* Stored items
--------------------
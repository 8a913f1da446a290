use totp_rs::{Algorithm, Secret, TOTP};

fn totp(secret: &str) -> TOTP {
    let bytes = Secret::Encoded(secret.to_string())
        .to_bytes()
        .expect("valid base32 secret");
    TOTP::new(Algorithm::SHA1, 6, 1, 30, bytes).expect("valid TOTP parameters")
}

/// Code for the current time step
pub fn current_code(secret: &str) -> String {
    totp(secret).generate_current().expect("clock after epoch")
}

/// A well-formed code that matches none of the accepted steps
pub fn wrong_code(secret: &str) -> String {
    let totp = totp(secret);
    let now = std::time::SystemTime::now()
        .duration_since(std::time::UNIX_EPOCH)
        .expect("clock after epoch")
        .as_secs();
    let window: Vec<String> = [now.saturating_sub(60), now.saturating_sub(30), now, now + 30, now + 60]
        .iter()
        .map(|t| totp.generate(*t))
        .collect();

    ["000000", "111111", "222222", "333333", "444444", "555555"]
        .iter()
        .map(|c| c.to_string())
        .find(|c| !window.contains(c))
        .expect("some code outside the window")
}
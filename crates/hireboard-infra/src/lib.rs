//! Hireboard Infrastructure Library
//!
//! Shared HTTP plumbing for the API binary:
//! - Middleware (request ID, security headers)
//! - Tracing subscriber setup
//! - The JSON error body

#[cfg(feature = "middleware")]
pub mod middleware;

#[cfg(feature = "observability-basic")]
pub mod telemetry;

pub mod error;

#[cfg(feature = "middleware")]
pub use middleware::{
    get_request_id, request_id_middleware, security_headers_middleware, RequestId,
    REQUEST_ID_HEADER,
};

#[cfg(feature = "observability-basic")]
pub use telemetry::{init_telemetry, shutdown_telemetry};

pub use error::ErrorResponse;
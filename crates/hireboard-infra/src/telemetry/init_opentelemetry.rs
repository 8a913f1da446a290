use hireboard_core::config::LogFormat;
use hireboard_core::{Config, OtelConfig, OtlpProtocol};
use opentelemetry::{trace::TracerProvider as _, KeyValue};
use opentelemetry_otlp::WithExportConfig;
use opentelemetry_sdk::{
    runtime,
    trace::{self as sdktrace, BatchSpanProcessor, RandomIdGenerator, Sampler},
    Resource,
};
use opentelemetry_semantic_conventions::resource::{SERVICE_NAME, SERVICE_VERSION};
use tracing_subscriber::{layer::SubscriberExt, util::SubscriberInitExt};

/// Install the global subscriber, exporting spans over OTLP when an
/// endpoint is configured.
pub fn init_telemetry(config: &Config) -> Result<(), Box<dyn std::error::Error>> {
    let otel = config.otel();

    let otel_layer = match &otel.endpoint {
        Some(endpoint) => {
            let provider = build_tracer_provider(otel, endpoint, config.environment())?;
            let tracer = provider.tracer(otel.service_name.clone());
            opentelemetry::global::set_tracer_provider(provider);
            Some(tracing_opentelemetry::layer().with_tracer(tracer))
        }
        None => None,
    };

    let registry = tracing_subscriber::registry()
        .with(super::env_filter())
        .with(otel_layer);

    match config.log_format() {
        LogFormat::Json => registry
            .with(tracing_subscriber::fmt::layer().json().with_current_span(true))
            .try_init()?,
        LogFormat::Compact => registry
            .with(tracing_subscriber::fmt::layer().compact())
            .try_init()?,
    }

    match &otel.endpoint {
        Some(endpoint) => tracing::info!(
            endpoint = %endpoint,
            protocol = ?otel.protocol,
            service_name = %otel.service_name,
            sample_ratio = otel.sample_ratio,
            "OpenTelemetry initialized"
        ),
        None => tracing::info!("No trace endpoint configured, spans are not exported"),
    }
    Ok(())
}

fn build_tracer_provider(
    otel: &OtelConfig,
    endpoint: &str,
    environment: &str,
) -> Result<sdktrace::TracerProvider, Box<dyn std::error::Error>> {
    let exporter = match otel.protocol {
        OtlpProtocol::Http => opentelemetry_otlp::SpanExporter::builder()
            .with_http()
            .with_endpoint(endpoint)
            .build()
            .map_err(|e| format!("Failed to build HTTP span exporter: {}", e))?,
        OtlpProtocol::Grpc => opentelemetry_otlp::SpanExporter::builder()
            .with_tonic()
            .with_endpoint(endpoint)
            .build()
            .map_err(|e| format!("Failed to build gRPC span exporter: {}", e))?,
    };

    let resource = Resource::new(vec![
        KeyValue::new(SERVICE_NAME, otel.service_name.clone()),
        KeyValue::new(SERVICE_VERSION, env!("CARGO_PKG_VERSION")),
        KeyValue::new("deployment.environment", environment.to_string()),
    ]);

    Ok(sdktrace::TracerProvider::builder()
        .with_span_processor(BatchSpanProcessor::builder(exporter, runtime::Tokio).build())
        .with_sampler(sampler_for(otel.sample_ratio))
        .with_id_generator(RandomIdGenerator::default())
        .with_resource(resource)
        .build())
}

fn sampler_for(ratio: f64) -> Sampler {
    if ratio <= 0.0 {
        Sampler::AlwaysOff
    } else if ratio >= 1.0 {
        Sampler::AlwaysOn
    } else {
        Sampler::TraceIdRatioBased(ratio)
    }
}

pub async fn shutdown_telemetry() {
    tracing::info!("Flushing spans");
    opentelemetry::global::shutdown_tracer_provider();
}

#[cfg(test)]
mod tests {
    use super::*;

    #[test]
    fn test_sampler_follows_ratio() {
        assert!(matches!(sampler_for(0.0), Sampler::AlwaysOff));
        assert!(matches!(sampler_for(1.0), Sampler::AlwaysOn));
        assert!(matches!(
            sampler_for(0.25),
            Sampler::TraceIdRatioBased(ratio) if ratio == 0.25
        ));
    }
}
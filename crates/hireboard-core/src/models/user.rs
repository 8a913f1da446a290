use std::fmt;
use std::str::FromStr;

use chrono::{DateTime, Utc};
use serde::{Deserialize, Serialize};
use utoipa::ToSchema;
use uuid::Uuid;

#[derive(Debug, Clone, Copy, Serialize, Deserialize, PartialEq, Eq, Hash, ToSchema)]
#[cfg_attr(feature = "sqlx", derive(sqlx::Type))]
#[cfg_attr(
    feature = "sqlx",
    sqlx(type_name = "user_role", rename_all = "lowercase")
)]
#[serde(rename_all = "lowercase")]
pub enum Role {
    Hr,
    Interviewer,
    Candidate,
}

impl fmt::Display for Role {
    fn fmt(&self, f: &mut fmt::Formatter<'_>) -> fmt::Result {
        match self {
            Role::Hr => write!(f, "hr"),
            Role::Interviewer => write!(f, "interviewer"),
            Role::Candidate => write!(f, "candidate"),
        }
    }
}

impl FromStr for Role {
    type Err = anyhow::Error;

    fn from_str(s: &str) -> Result<Self, Self::Err> {
        match s.to_lowercase().as_str() {
            "hr" => Ok(Role::Hr),
            "interviewer" => Ok(Role::Interviewer),
            "candidate" => Ok(Role::Candidate),
            _ => Err(anyhow::anyhow!("Invalid role: {}", s)),
        }
    }
}

/// Registered user. Users are provisioned out of band.
#[derive(Debug, Clone, Serialize, Deserialize)]
#[cfg_attr(feature = "sqlx", derive(sqlx::FromRow))]
pub struct User {
    pub id: Uuid,
    pub role: Role,
    /// Base32 TOTP secret
    #[serde(skip_serializing)]
    pub totp_secret: String,
    /// Last accepted TOTP time step
    #[serde(skip_serializing)]
    pub totp_last_step: Option<i64>,
    pub created_at: DateTime<Utc>,
    pub updated_at: DateTime<Utc>,
}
--------------------
* TO DO
Could you reproduce every record exactly as shown above?

* SOLUTION FOR THIS TASK
repository 8a913f1da446a290
use totp_rs::{Algorithm, Secret, TOTP};

fn totp(secret: &str) -> TOTP {
    let bytes = Secret::Encoded(secret.to_string())
        .to_bytes()
        .expect("valid base32 secret");
    TOTP::new(Algorithm::SHA1, 6, 1, 30, bytes).expect("valid TOTP parameters")
}

/// Code for the current time step
pub fn current_code(secret: &str) -> String {
    totp(secret).generate_current().expect("clock after epoch")
}

/// A well-formed code that matches none of the accepted steps
pub fn wrong_code(secret: &str) -> String {
    let totp = totp(secret);
    let now = std::time::SystemTime::now()
        .duration_since(std::time::UNIX_EPOCH)
        .expect("clock after epoch")
        .as_secs();
    let window: Vec<String> = [now.saturating_sub(60), now.saturating_sub(30), now, now + 30, now + 60]
        .iter()
        .map(|t| totp.generate(*t))
        .collect();

    ["000000", "111111", "222222", "333333", "444444", "555555"]
        .iter()
        .map(|c| c.to_string())
        .find(|c| !window.contains(c))
        .expect("some code outside the window")
}
filename crates/hireboard-infra/src/lib.rs
//! Hireboard Infrastructure Library
//!
//! Shared HTTP plumbing for the API binary:
//! - Middleware (request ID, security headers)
//! - Tracing subscriber setup
//! - The JSON error body

#[cfg(feature = "middleware")]
pub mod middleware;

#[cfg(feature = "observability-basic")]
pub mod telemetry;

pub mod error;

#[cfg(feature = "middleware")]
pub use middleware::{
    get_request_id, request_id_middleware, security_headers_middleware, RequestId,
    REQUEST_ID_HEADER,
};

#[cfg(feature = "observability-basic")]
pub use telemetry::{init_telemetry, shutdown_telemetry};

pub use error::ErrorResponse;
filename crates/hireboard-infra/src/telemetry/init_opentelemetry.rs
repository 8a913f1da446a290
use hireboard_core::config::LogFormat;
use hireboard_core::{Config, OtelConfig, OtlpProtocol};
use opentelemetry::{trace::TracerProvider as _, KeyValue};
use opentelemetry_otlp::WithExportConfig;
use opentelemetry_sdk::{
    runtime,
    trace::{self as sdktrace, BatchSpanProcessor, RandomIdGenerator, Sampler},
    Resource,
};
use opentelemetry_semantic_conventions::resource::{SERVICE_NAME, SERVICE_VERSION};
use tracing_subscriber::{layer::SubscriberExt, util::SubscriberInitExt};

/// Install the global subscriber, exporting spans over OTLP when an
/// endpoint is configured.
pub fn init_telemetry(config: &Config) -> Result<(), Box<dyn std::error::Error>> {
    let otel = config.otel();

    let otel_layer = match &otel.endpoint {
        Some(endpoint) => {
            let provider = build_tracer_provider(otel, endpoint, config.environment())?;
            let tracer = provider.tracer(otel.service_name.clone());
            opentelemetry::global::set_tracer_provider(provider);
            Some(tracing_opentelemetry::layer().with_tracer(tracer))
        }
        None => None,
    };

    let registry = tracing_subscriber::registry()
        .with(super::env_filter())
        .with(otel_layer);

    match config.log_format() {
        LogFormat::Json => registry
            .with(tracing_subscriber::fmt::layer().json().with_current_span(true))
            .try_init()?,
        LogFormat::Compact => registry
            .with(tracing_subscriber::fmt::layer().compact())
            .try_init()?,
    }

    match &otel.endpoint {
        Some(endpoint) => tracing::info!(
            endpoint = %endpoint,
            protocol = ?otel.protocol,
            service_name = %otel.service_name,
            sample_ratio = otel.sample_ratio,
            "OpenTelemetry initialized"
        ),
        None => tracing::info!("No trace endpoint configured, spans are not exported"),
    }
    Ok(())
}

fn build_tracer_provider(
    otel: &OtelConfig,
    endpoint: &str,
    environment: &str,
) -> Result<sdktrace::TracerProvider, Box<dyn std::error::Error>> {
    let exporter = match otel.protocol {
        OtlpProtocol::Http => opentelemetry_otlp::SpanExporter::builder()
            .with_http()
            .with_endpoint(endpoint)
            .build()
            .map_err(|e| format!("Failed to build HTTP span exporter: {}", e))?,
        OtlpProtocol::Grpc => opentelemetry_otlp::SpanExporter::builder()
            .with_tonic()
            .with_endpoint(endpoint)
            .build()
            .map_err(|e| format!("Failed to build gRPC span exporter: {}", e))?,
    };

    let resource = Resource::new(vec![
        KeyValue::new(SERVICE_NAME, otel.service_name.clone()),
        KeyValue::new(SERVICE_VERSION, env!("CARGO_PKG_VERSION")),
        KeyValue::new("deployment.environment", environment.to_string()),
    ]);

    Ok(sdktrace::TracerProvider::builder()
        .with_span_processor(BatchSpanProcessor::builder(exporter, runtime::Tokio).build())
        .with_sampler(sampler_for(otel.sample_ratio))
        .with_id_generator(RandomIdGenerator::default())
        .with_resource(resource)
        .build())
}

fn sampler_for(ratio: f64) -> Sampler {
    if ratio <= 0.0 {
        Sampler::AlwaysOff
    } else if ratio >= 1.0 {
        Sampler::AlwaysOn
    } else {
        Sampler::TraceIdRatioBased(ratio)
    }
}

pub async fn shutdown_telemetry() {
    tracing::info!("Flushing spans");
    opentelemetry::global::shutdown_tracer_provider();
}

#[cfg(test)]
mod tests {
    use super::*;

    #[test]
    fn test_sampler_follows_ratio() {
        assert!(matches!(sampler_for(0.0), Sampler::AlwaysOff));
        assert!(matches!(sampler_for(1.0), Sampler::AlwaysOn));
        assert!(matches!(
            sampler_for(0.25),
            Sampler::TraceIdRatioBased(ratio) if ratio == 0.25
        ));
    }
}
filename crates/hireboard-core/src/models/user.rs
repository 8a913f1da446a290
use std::fmt;
use std::str::FromStr;

use chrono::{DateTime, Utc};
use serde::{Deserialize, Serialize};
use utoipa::ToSchema;
use uuid::Uuid;

#[derive(Debug, Clone, Copy, Serialize, Deserialize, PartialEq, Eq, Hash, ToSchema)]
#[cfg_attr(feature = "sqlx", derive(sqlx::Type))]
#[cfg_attr(
    feature = "sqlx",
    sqlx(type_name = "user_role", rename_all = "lowercase")
)]
#[serde(rename_all = "lowercase")]
pub enum Role {
    Hr,
    Interviewer,
    Candidate,
}

impl fmt::Display for Role {
    fn fmt(&self, f: &mut fmt::Formatter<'_>) -> fmt::Result {
        match self {
            Role::Hr => write!(f, "hr"),
            Role::Interviewer => write!(f, "interviewer"),
            Role::Candidate => write!(f, "candidate"),
        }
    }
}

impl FromStr for Role {
    type Err = anyhow::Error;

    fn from_str(s: &str) -> Result<Self, Self::Err> {
        match s.to_lowercase().as_str() {
            "hr" => Ok(Role::Hr),
            "interviewer" => Ok(Role::Interviewer),
            "candidate" => Ok(Role::Candidate),
            _ => Err(anyhow::anyhow!("Invalid role: {}", s)),
        }
    }
}

/// Registered user. Users are provisioned out of band.
#[derive(Debug, Clone, Serialize, Deserialize)]
#[cfg_attr(feature = "sqlx", derive(sqlx::FromRow))]
pub struct User {
    pub id: Uuid,
    pub role: Role,
    /// Base32 TOTP secret
    #[serde(skip_serializing)]
    pub totp_secret: String,
    /// Last accepted TOTP time step
    #[serde(skip_serializing)]
    pub totp_last_step: Option<i64>,
    pub created_at: DateTime<Utc>,
    pub updated_at: DateTime<Utc>,
}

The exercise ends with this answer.